Ontem dispersei um grão de areia pelos ares ensonados e recolhi-o, feito gota de orvalho.
Na ponta dos dedos, húmido e esclarecedor, deslizou francamente na pele encrespada e durante um segundo percebi que todos haviam partido numa viagem por mares e desertos e que nas sombras de um pôr-do-sol violento e carnal (com resquícios de amargura) flutuavam as asas das cegonhas, negras e rubras, em tontura de inverno.
Estranhei a paisagem do interior do meu sonho, estranhei a figura submersa na luz crepuscular que outrora me acenara prodígios e agora se sustinha, hirta, numa despedida sem voz e sem sorriso.
Entrei, por fim, na cabana daquele pescador que há pouco lançara as redes; e vi-o, quando ele estremeceu, embrulhado no capote dos frios e do sal.
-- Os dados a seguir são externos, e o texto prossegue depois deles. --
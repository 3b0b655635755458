//! Celeritas application framework.
//!
//! Provides the configuration dialog, the fixed-timestep frame loop, and the
//! winit application shell that drives the engine setup sequence.

pub mod app;
pub mod dialog;
pub mod frame_loop;
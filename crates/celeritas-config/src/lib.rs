//! Configuration system for the Celeritas application.
//!
//! Provides the application directory layout under the user's home directory,
//! startup directory creation, persistent settings as RON files, and CLI
//! overrides via clap.

mod cli;
mod config;
mod error;
mod paths;

pub use cli::CliArgs;
pub use config::{Config, DebugConfig, VideoConfig};
pub use error::ConfigError;
pub use paths::{
    APP_DIR, AppPaths, CONFIG_DIR, DirFailure, ENGINE_CONFIG_FILE, ENGINE_LOG_FILE,
    ENGINE_PLUGINS_FILE, LOG_DIR,
};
Mas logo me sorriu, por entre a névoa dos olhos azulados tecidos num capricho de rugas gretadas e me apontou o banco rústico que conservava vazio, defronte de si.
(Que havia de fazer senão sentar-me e partilhar com ele a refeição minguada de peixe rescendente a algas marinhas e pão escuro e acre da prateleira das privações?)
Não houve entre nós o murmúrio de qualquer palavra, apenas o sorriso por onde perpassavam vestígios de ondas e sobressaltos de marés e também um subtil ardor de sal e maresia incrustado nas palmas das mãos.
(Levantei-me, por fim, com um leve gosto a sardinha no travo da língua e um calor profundo no coração amansado, como se ali houvessem fogos insuspeitos em vez dos frios esperados da cabana feita de tábuas carcomidas)
O grão de areia, feito gota transparente, aguardava-me no umbral, e eu segui-o até à praia e mergulhei com ele no esplendor pacífico de uma maré sem ondas, até longe.
Deixei-o depositar-me, por fim, na ilha onde me esperava o canto da sereia, que não vi nem ouvi, porque logo me penetrou a força de um olvido secreto e profundo e as pálpebras esconderam a turgidez de um sono sem sonhos ou demências.